The Habitual Offender laws of South Carolina exist to discourage repeat offenders and to keep the highways free from drivers that threaten the safety of others. S.C. Code Ann. § 56-1-1010 (2006). Included in the enumerated offenses that qualifies as a Habitual Offender violation is Reckless Driving and Driving Under Suspension. S.C. Code Ann. § 56-1-1020(a)(3) and (4). Upon the commission of three such offenses, a driver is deemed a habitual offender under the laws of the State. Id. The public policy of Chapter 1 of Title 56 of the Code of Laws of South Carolina exist to keep the roads safe and to enforce compliance with the laws of the State.

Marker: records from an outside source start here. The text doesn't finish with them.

//! Numeric WMO code to [`WeatherCondition`] lookup.

use std::collections::HashMap;
use tracing::info;

use crate::config::WeatherCodeMappings;
use crate::models::WeatherCondition;

#[derive(Debug, Clone)]
pub struct WeatherCodeTranslator {
    conditions: HashMap<i32, WeatherCondition>,
}

impl WeatherCodeTranslator {
    pub fn new(mappings: &WeatherCodeMappings) -> Self {
        let mut conditions = HashMap::new();
        for (condition, codes) in mappings.entries() {
            for code in codes {
                conditions.insert(*code, *condition);
            }
        }

        info!(count = conditions.len(), "Loaded WMO weather codes into translator");
        Self { conditions }
    }

    /// Unmapped or absent codes translate to `Unknown`
    pub fn translate(&self, code: Option<i32>) -> WeatherCondition {
        code.and_then(|c| self.conditions.get(&c).copied())
            .unwrap_or(WeatherCondition::Unknown)
    }
}

impl Default for WeatherCodeTranslator {
    fn default() -> Self {
        Self::new(&WeatherCodeMappings::default())
    }
}
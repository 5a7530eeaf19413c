//! Closed set of weather conditions the upstream weather codes translate into.

use serde::{Deserialize, Serialize};
use std::fmt;
use std::str::FromStr;

/// Weather condition derived from a numeric upstream weather code
#[derive(Debug, Clone, Copy, PartialEq, Eq, Hash, Default, Serialize, Deserialize)]
pub enum WeatherCondition {
    /// No code was supplied or the code is not in the mapping table
    #[default]
    Unknown,
    Clear,
    PartlyCloudy,
    Cloudy,
    Fog,
    Drizzle,
    LightRain,
    Rain,
    HeavyRain,
    LightSnow,
    Snow,
    HeavySnow,
    Hailstorm,
    Thunderstorm,
}

impl WeatherCondition {
    /// Every condition, in declaration order
    pub const ALL: [WeatherCondition; 14] = [
        WeatherCondition::Unknown,
        WeatherCondition::Clear,
        WeatherCondition::PartlyCloudy,
        WeatherCondition::Cloudy,
        WeatherCondition::Fog,
        WeatherCondition::Drizzle,
        WeatherCondition::LightRain,
        WeatherCondition::Rain,
        WeatherCondition::HeavyRain,
        WeatherCondition::LightSnow,
        WeatherCondition::Snow,
        WeatherCondition::HeavySnow,
        WeatherCondition::Hailstorm,
        WeatherCondition::Thunderstorm,
    ];

    pub fn as_str(&self) -> &'static str {
        match self {
            WeatherCondition::Unknown => "Unknown",
            WeatherCondition::Clear => "Clear",
            WeatherCondition::PartlyCloudy => "PartlyCloudy",
            WeatherCondition::Cloudy => "Cloudy",
            WeatherCondition::Fog => "Fog",
            WeatherCondition::Drizzle => "Drizzle",
            WeatherCondition::LightRain => "LightRain",
            WeatherCondition::Rain => "Rain",
            WeatherCondition::HeavyRain => "HeavyRain",
            WeatherCondition::LightSnow => "LightSnow",
            WeatherCondition::Snow => "Snow",
            WeatherCondition::HeavySnow => "HeavySnow",
            WeatherCondition::Hailstorm => "Hailstorm",
            WeatherCondition::Thunderstorm => "Thunderstorm",
        }
    }
}

impl fmt::Display for WeatherCondition {
    fn fmt(&self, f: &mut fmt::Formatter<'_>) -> fmt::Result {
        f.write_str(self.as_str())
    }
}

/// Error returned when a condition name does not match any variant
#[derive(Debug, Clone, PartialEq, Eq, thiserror::Error)]
#[error("Unknown weather condition name: {0}")]
pub struct UnknownConditionName(pub String);

impl FromStr for WeatherCondition {
    type Err = UnknownConditionName;

    /// Case-insensitive match on the variant name
    fn from_str(s: &str) -> Result<Self, Self::Err> {
        let wanted = s.trim();
        WeatherCondition::ALL
            .iter()
            .copied()
            .find(|c| c.as_str().eq_ignore_ascii_case(wanted))
            .ok_or_else(|| UnknownConditionName(s.to_string()))
    }
}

No clear objective standard of what constitutes “good cause” is found, but South Carolina law suggests that the facts must extend beyond those that are merely personal in nature and common to the population in general (italicized portion added by this Court). See Faile v. South Carolina Employment Sec. Commission, 267 S.C. 536, 541-542 (1976) (finding that the meaning of “good cause” within the provisions of S.C. Unemployment Compensation Law did not contemplate benefits for an employee that was compelled to quit her job solely based on personal circumstances.); see also Ex parte Capital U-Drive-It, 369 S.C. 1, 13 (2006) (finding that appellant did not establish good cause to keep his family court records sealed where he claimed the records contained extremely personal, private, and confidential matters.). Determining whether good cause is shown involves a balancing of the needs of the parties as they weigh against public policy. See Doe v. Ward Firm, P.A., 353 S.C. 509, 514 (2003) (finding good cause to examine the medical records of the biological parents based on the compelling needs of the adopted child, and by balancing the privacy rights of the parties against the best interest of the child). Ultimately, the finding of good cause, or lack thereof, must be made by the Court on a case by case basis.[1]

In this case, Respondent stated in his petition for a suspension reduction and in the DMVH hearing, that he needed his license in order to be able to drive to work and to fulfill his parental obligations. Respondent alleged that the injuries he sustained while a professional dirt bike racer made him realize the need for change and that he has subsequently matured and has become more responsible. Unfortunately, Respondent did not advance any other evidence pertaining to good cause other than his personal needs and misfortunes. The Court does not find that Respondent’s assertions are different from any other person in the general population who would also require the privilege to drive. The Court finds that the decision by the DHO was arbitrary and capricious and characterized by an abuse of discretion and clearly an unwarranted exercise of discretion based on the extent of Respondent’s Ten (10) Year Driver Record.

While the Court is very much sympathetic with the personal needs and physical setbacks of Respondent and cognizant of the personal difficulties that can arise without having a valid driver’s license, the Court is not presented with any substantial evidence pertaining to good cause that outweighs the public policy behind the Habitual Offender laws of the State. The plain fact is that Respondent’s driving record demonstrated a repeated indifference for the laws of the State and a disregard for the safety of others that travel along the State highways. After reviewing the record in its entirety, the Court finds that the DHO was in error and clearly exercised and abuse of discretion.



John D. McLeod, Judge

S.C. Administrative Law Court

March 3, 2008

Columbia, SC

[1] Because each case will turn on its own facts, readers should not attempt to divine any precedent from this Order.